To do:
Repeat exactly, please, the opening lines of the data below, through and including the line where "repository 8202bac702cf9c0d" sits.

Information provided:
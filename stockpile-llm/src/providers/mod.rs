//! Insight provider implementations.

pub mod openai;

pub use openai::OpenAiInsightProvider;
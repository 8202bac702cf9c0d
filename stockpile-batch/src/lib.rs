//! # Stockpile Batch - Concurrent Record Retrieval
//!
//! Drives a [`RecordSource`](stockpile_fetch::RecordSource) across a list
//! of identifiers with a small worker pool. A run moves through rounds:
//! every symbol is dispatched once, failures land in a bounded retry
//! queue, and after a cooldown the queue becomes the next round's work.
//! Rounds are capped; whatever is still failing when they run out is
//! reported as failed, never silently lost.
//!
//! All mutable run state sits behind a single async mutex, so the
//! worker protocol stays simple: pop a symbol, fetch it, apply the
//! outcome, repeat until the queue is empty or a fatal error stops the
//! run.

pub mod processor;
pub mod report;

pub use processor::BatchProcessor;
pub use report::{BatchReport, BatchStats};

Written solution:
filename stockpile-llm/src/providers/mod.rs
//! Insight provider implementations.

pub mod openai;

pub use openai::OpenAiInsightProvider;
repository 8202bac702cf9c0d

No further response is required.